There’s also Omniverse Nucleus Cloud, which provides a shared Universal Scene Description store for 3D scenes and data that can be used for online collaboration, and Omniverse Farm, a scale-out tool for rendering scenes and generating synthetic data using Omniverse.
Industrial giant Siemens is already using the Omniverse platform to develop digital twins for manufacturing, and Nvidia said the company is now working on delivering those services to its customers using Omniverse Cloud.

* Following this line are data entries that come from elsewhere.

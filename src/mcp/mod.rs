pub mod catalog;
pub mod envelope;
pub mod protocol;
pub mod server;
use async_trait::async_trait;
use std::collections::HashMap;
use std::sync::Arc;
use std::time::Instant;

use crate::errors::ToolError;
use crate::mcp::envelope::{ResultEnvelope, ToolCallResult};
use crate::services::logger::Logger;

use serde_json::Value;

/// One API family's tools. `tool` is the registered name being invoked.
#[async_trait]
pub trait ToolHandler: Send + Sync {
    fn tool_names(&self) -> &'static [&'static str];

    async fn handle(&self, tool: &str, args: Value) -> Result<Value, ToolError>;
}

/// Routes a tool call to its handler and turns every outcome into an
/// envelope. `execute` never fails.
#[derive(Clone)]
pub struct ToolExecutor {
    logger: Logger,
    handlers: Arc<HashMap<String, Arc<dyn ToolHandler>>>,
}

impl ToolExecutor {
    pub fn new(logger: Logger, handlers: Vec<Arc<dyn ToolHandler>>) -> Self {
        let mut map: HashMap<String, Arc<dyn ToolHandler>> = HashMap::new();
        for handler in handlers {
            for name in handler.tool_names() {
                map.insert((*name).to_string(), handler.clone());
            }
        }
        Self {
            logger: logger.child("executor"),
            handlers: Arc::new(map),
        }
    }

    pub fn has_tool(&self, tool: &str) -> bool {
        self.handlers.contains_key(tool)
    }

    pub fn tool_names(&self) -> Vec<String> {
        let mut names: Vec<String> = self.handlers.keys().cloned().collect();
        names.sort();
        names
    }

    pub async fn execute(&self, tool: &str, args: Value) -> ToolCallResult {
        let trace_id = uuid::Uuid::new_v4().to_string();
        let started = Instant::now();
        let outcome = match self.handlers.get(tool) {
            Some(handler) => handler.handle(tool, args).await,
            None => Err(ToolError::not_found(format!("Unknown tool: {}", tool))),
        };
        let duration_ms = started.elapsed().as_millis() as u64;

        let envelope = match outcome {
            Ok(data) => {
                self.logger.debug(
                    "tool call succeeded",
                    Some(&serde_json::json!({
                        "tool": tool,
                        "trace_id": trace_id,
                        "duration_ms": duration_ms,
                    })),
                );
                ResultEnvelope::success(data)
            }
            Err(err) => {
                self.logger.warn(
                    "tool call failed",
                    Some(&serde_json::json!({
                        "tool": tool,
                        "trace_id": trace_id,
                        "duration_ms": duration_ms,
                        "kind": format!("{:?}", err.kind),
                        "status": err.status,
                    })),
                );
                ResultEnvelope::failure(err.message)
            }
        };
        ToolCallResult::from(envelope)
    }
}
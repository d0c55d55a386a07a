use crate::config::Config;
use crate::errors::ToolError;
use crate::models::code_defender::{
    CodeDefenderParams, HeaderInventoryResponse, IncidentsResponse, InventoryParams,
    ScriptInventoryResponse,
};
use crate::services::endpoint::Endpoint;
use crate::services::http_client::{get_json, Transport};
use crate::services::logger::Logger;
use crate::services::query::{encode, Encoding, QueryField, QueryParams};
use std::sync::Arc;

/// Code Defender keys go out under their own names; lists repeat the key.
const LISTING_FIELDS: &[QueryField] = &[
    QueryField::same("appId", Encoding::Repeated),
    QueryField::same("tld", Encoding::Repeated),
    QueryField::same("from", Encoding::Scalar),
    QueryField::same("to", Encoding::Scalar),
    QueryField::same("take", Encoding::Scalar),
    QueryField::same("skip", Encoding::Scalar),
    QueryField::same("excludedStatuses", Encoding::Repeated),
];

fn listing_query(filter: &CodeDefenderParams) -> Result<QueryParams, ToolError> {
    if filter.app_id.is_empty() {
        return Err(ToolError::invalid_input("At least one appId is required."));
    }
    if filter.tld.is_empty() {
        return Err(ToolError::invalid_input(
            "At least one top-level domain is required.",
        ));
    }
    let mut query = QueryParams::new();
    query
        .insert("appId", filter.app_id.clone())
        .insert("tld", filter.tld.clone())
        .set("from", filter.from)
        .set("to", filter.to)
        .set("take", filter.take)
        .set("skip", filter.skip);
    Ok(query)
}

/// Client-side script incidents and the PCI script/header inventories.
#[derive(Clone)]
pub struct CodeDefenderService {
    logger: Logger,
    http: Arc<dyn Transport>,
    base: String,
}

impl CodeDefenderService {
    pub fn new(logger: Logger, http: Arc<dyn Transport>, config: &Config) -> Self {
        Self {
            logger: logger.child("code-defender"),
            http,
            base: config.code_defender_base(),
        }
    }

    pub fn incidents_url(&self, params: &CodeDefenderParams) -> Result<String, ToolError> {
        let query = listing_query(params)?;
        Endpoint::flat(
            format!("{}/defense/incidents", self.base),
            encode(&query, LISTING_FIELDS)?,
        )
        .url()
    }

    fn inventory_url(&self, path: &str, params: &InventoryParams) -> Result<String, ToolError> {
        let mut query = listing_query(&params.filter)?;
        query.set("excludedStatuses", params.excluded_statuses.clone());
        Endpoint::flat(
            format!("{}/pci/inventory/{}", self.base, path),
            encode(&query, LISTING_FIELDS)?,
        )
        .url()
    }

    pub fn script_inventory_url(&self, params: &InventoryParams) -> Result<String, ToolError> {
        self.inventory_url("scripts", params)
    }

    pub fn header_inventory_url(&self, params: &InventoryParams) -> Result<String, ToolError> {
        self.inventory_url("headers", params)
    }

    async fn fetch<T: serde::de::DeserializeOwned>(
        &self,
        operation: &str,
        url: String,
    ) -> Result<T, ToolError> {
        self.logger.debug(
            "calling upstream",
            Some(&serde_json::json!({"operation": operation, "url": url})),
        );
        get_json(self.http.as_ref(), &url).await
    }

    pub async fn get_incidents(
        &self,
        params: &CodeDefenderParams,
    ) -> Result<IncidentsResponse, ToolError> {
        let url = self.incidents_url(params)?;
        self.fetch("incidents", url).await
    }

    pub async fn get_script_inventory(
        &self,
        params: &InventoryParams,
    ) -> Result<ScriptInventoryResponse, ToolError> {
        let url = self.script_inventory_url(params)?;
        self.fetch("script_inventory", url).await
    }

    pub async fn get_header_inventory(
        &self,
        params: &InventoryParams,
    ) -> Result<HeaderInventoryResponse, ToolError> {
        let url = self.header_inventory_url(params)?;
        self.fetch("header_inventory", url).await
    }
}
/// Lowercased alphanumerics only, so `human-get_custom rules` and
/// `human_get_custom_rules` compare equal.
fn fold(value: &str) -> String {
    value
        .trim()
        .chars()
        .filter(|c| c.is_ascii_alphanumeric())
        .map(|c| c.to_ascii_lowercase())
        .collect()
}

fn edit_distance(a: &str, b: &str) -> usize {
    let b: Vec<char> = b.chars().collect();
    let mut prev: Vec<usize> = (0..=b.len()).collect();
    let mut curr = vec![0; b.len() + 1];
    for (i, ca) in a.chars().enumerate() {
        curr[0] = i + 1;
        for (j, cb) in b.iter().enumerate() {
            let cost = usize::from(ca != *cb);
            curr[j + 1] = (prev[j + 1] + 1).min(curr[j] + 1).min(prev[j] + cost);
        }
        std::mem::swap(&mut prev, &mut curr);
    }
    prev[b.len()]
}

fn distance(input: &str, candidate: &str) -> Option<usize> {
    if input.is_empty() || candidate.is_empty() {
        return None;
    }
    if input == candidate {
        return Some(0);
    }
    if input.contains(candidate) || candidate.contains(input) {
        return Some(1);
    }
    Some(edit_distance(input, candidate))
}

fn tolerance(folded_len: usize) -> usize {
    match folded_len {
        0 => 0,
        1..=4 => 1,
        5..=8 => 2,
        n => ((n as f32) * 0.35).floor().max(3.0) as usize,
    }
}

/// Closest candidates to `input`, best first, at most `limit` of them.
pub fn suggest<'a, I>(input: &str, candidates: I, limit: usize) -> Vec<String>
where
    I: IntoIterator<Item = &'a str>,
{
    let folded = fold(input);
    let allowed = tolerance(folded.len());
    let mut scored: Vec<(usize, &str)> = candidates
        .into_iter()
        .filter_map(|candidate| {
            distance(&folded, &fold(candidate))
                .filter(|score| *score <= allowed)
                .map(|score| (score, candidate))
        })
        .collect();
    scored.sort_by(|a, b| {
        a.0.cmp(&b.0)
            .then_with(|| a.1.len().cmp(&b.1.len()))
            .then_with(|| a.1.cmp(b.1))
    });
    scored.dedup_by(|a, b| a.1 == b.1);
    scored
        .into_iter()
        .take(limit.max(1))
        .map(|(_, name)| name.to_string())
        .collect()
}
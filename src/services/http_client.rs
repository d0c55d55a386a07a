use crate::config::Config;
use crate::constants::network;
use crate::errors::ToolError;
use crate::services::logger::Logger;
use async_trait::async_trait;
use reqwest::header::{HeaderMap, HeaderName, HeaderValue, AUTHORIZATION, CONTENT_TYPE};
use reqwest::{Client, Method};
use serde::de::DeserializeOwned;
use serde_json::Value;
use std::time::{Duration, Instant};

#[derive(Debug, Clone, Default)]
pub struct RequestOptions {
    pub method: Method,
    pub headers: Vec<(String, String)>,
    pub body: Option<Value>,
}

impl RequestOptions {
    pub fn get() -> Self {
        Self::default()
    }
}

#[derive(Debug, Clone, PartialEq, Eq)]
pub struct HttpResponse {
    pub status: u16,
    pub body: String,
}

impl HttpResponse {
    pub fn json<T: DeserializeOwned>(&self) -> Result<T, ToolError> {
        serde_json::from_str(&self.body)
            .map_err(|err| ToolError::decode(format!("Invalid JSON response: {}", err)))
    }
}

/// The single outbound call a façade operation makes.
#[async_trait]
pub trait Transport: Send + Sync {
    async fn request(&self, url: &str, options: RequestOptions) -> Result<HttpResponse, ToolError>;
}

/// Issues one GET and hands the body back typed. The payload is not
/// inspected beyond deserialization.
pub async fn get_json<T: DeserializeOwned>(
    transport: &dyn Transport,
    url: &str,
) -> Result<T, ToolError> {
    let response = transport.request(url, RequestOptions::get()).await?;
    response.json()
}

/// Builds the pooled client shared by every API family. Keep-alive sockets
/// are reused across tool calls; the timeout bounds each whole request.
pub fn build_shared_client(config: &Config) -> Result<Client, ToolError> {
    Client::builder()
        .timeout(config.http_timeout())
        .pool_idle_timeout(Duration::from_millis(network::POOL_IDLE_TIMEOUT_MS))
        .pool_max_idle_per_host(network::POOL_MAX_IDLE_PER_HOST)
        .tcp_keepalive(Duration::from_millis(network::TCP_KEEPALIVE_MS))
        .build()
        .map_err(|err| ToolError::internal(format!("Failed to build HTTP client: {}", err)))
}

#[derive(Clone)]
pub struct HttpClient {
    logger: Logger,
    client: Client,
    token: Option<String>,
    client_version: String,
}

impl HttpClient {
    pub fn new(logger: Logger, client: Client, token: Option<String>) -> Self {
        Self {
            logger: logger.child("http"),
            client,
            token: token.filter(|t| !t.trim().is_empty()),
            client_version: crate::constants::server::VERSION.to_string(),
        }
    }

    fn build_headers(&self, extra: &[(String, String)]) -> Result<HeaderMap, ToolError> {
        let mut headers = HeaderMap::new();
        for (key, value) in extra {
            let name = HeaderName::from_bytes(key.as_bytes())
                .map_err(|_| ToolError::invalid_input(format!("Invalid header name: {}", key)))?;
            let val = HeaderValue::from_str(value)
                .map_err(|_| ToolError::invalid_input(format!("Invalid header value for {}", key)))?;
            headers.insert(name, val);
        }
        if let Some(token) = &self.token {
            let mut value = HeaderValue::from_str(&format!("Bearer {}", token))
                .map_err(|_| ToolError::internal("API token contains invalid header characters"))?;
            value.set_sensitive(true);
            headers.insert(AUTHORIZATION, value);
        }
        let version = HeaderValue::from_str(&self.client_version)
            .map_err(|_| ToolError::internal("Client version is not a valid header value"))?;
        headers.insert(HeaderName::from_static(network::VERSION_HEADER), version);
        Ok(headers)
    }
}

#[async_trait]
impl Transport for HttpClient {
    async fn request(&self, url: &str, options: RequestOptions) -> Result<HttpResponse, ToolError> {
        let mut headers = self.build_headers(&options.headers)?;
        let mut req = self.client.request(options.method.clone(), url);
        if let Some(body) = &options.body {
            let text = serde_json::to_string(body)?;
            headers.insert(CONTENT_TYPE, HeaderValue::from_static("application/json"));
            req = req.body(text);
        }
        req = req.headers(headers);

        let started = Instant::now();
        let response = req.send().await.map_err(map_reqwest_error)?;
        let status = response.status();
        let body = response.text().await.map_err(map_reqwest_error)?;

        self.logger.debug(
            "upstream response",
            Some(&serde_json::json!({
                "method": options.method.as_str(),
                "url": url,
                "status": status.as_u16(),
                "duration_ms": started.elapsed().as_millis() as u64,
                "authenticated": self.token.is_some(),
            })),
        );

        if !status.is_success() {
            return Err(ToolError::http(status.as_u16(), &body));
        }
        Ok(HttpResponse {
            status: status.as_u16(),
            body,
        })
    }
}

pub(crate) fn map_reqwest_error(err: reqwest::Error) -> ToolError {
    if err.is_timeout() {
        return ToolError::timeout("HTTP request timed out");
    }
    ToolError::network(err.to_string())
}

#[cfg(test)]
mod tests {
    use super::*;
    use crate::services::logger::LogLevel;

    fn client(token: Option<&str>) -> HttpClient {
        HttpClient::new(
            Logger::new("test", LogLevel::Error),
            Client::new(),
            token.map(|s| s.to_string()),
        )
    }

    #[test]
    fn bearer_header_is_attached_when_token_is_configured() {
        let headers = client(Some("test-token")).build_headers(&[]).expect("headers");
        assert_eq!(
            headers.get(AUTHORIZATION).and_then(|v| v.to_str().ok()),
            Some("Bearer test-token")
        );
    }

    #[test]
    fn anonymous_client_omits_authorization() {
        let headers = client(Some("  ")).build_headers(&[]).expect("headers");
        assert!(headers.get(AUTHORIZATION).is_none());
    }

    #[test]
    fn version_header_is_always_present() {
        let headers = client(None)
            .build_headers(&[("x-px-mcp-version".to_string(), "spoofed".to_string())])
            .expect("headers");
        assert_eq!(
            headers.get("x-px-mcp-version").and_then(|v| v.to_str().ok()),
            Some(env!("CARGO_PKG_VERSION"))
        );
    }

    #[test]
    fn json_decode_failure_is_a_decode_error() {
        let response = HttpResponse {
            status: 200,
            body: "not json".to_string(),
        };
        let err = response.json::<Value>().expect_err("decode");
        assert_eq!(err.kind, crate::errors::ToolErrorKind::Decode);
    }
}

Omniverse Farm, Replicator and Isaac Sim are already available in containers for enterprises to deploy on Amazon Web Services’ compute cloud instances equipped with Nvidia GPUs, but enterprises will have to wait for general availability of the other Omniverse Cloud applications as Nvidia managed services. The company is now taking applications for early access.
Nvidia is also opening up new channels to help enterprises consume its new products and services. Management consulting provider Booz Allen Hamilton offers enterprises a new cybersecurity service it calls Cyber Precog, built on Nvidia Morpheus, an AI cybersecurity processing framework, while Deloitte will offer enterprise services around Nvidia’s Omniverse software suite, the companies announced at GTC.
As Nvidia works with consultants and systems integrators to roll out its SaaS and hardware rental offerings, that doesn’t mean it’s going to stop selling hardware outright. Huang noted that some organizations, typically start-ups or those that only use their infrastructure sporadically, prefer to rent, while large, established enterprises prefer to own their infrastructure.
He likened the process of training AI models to operating a factory. “Nvidia is now in the factory business, the most important factory of the future,” he says. Where today’s factories take in raw materials and put out products, he said, “In the future, factories are going to have data come in, and what comes out is going to be intelligence or models.”
But Nvidia needs to package its hardware and software factories for CIOs in different ways, Huang said: “Just like factories today, some people would rather outsource their factory, and some would rather own it. It just depends on what business model you’re in.”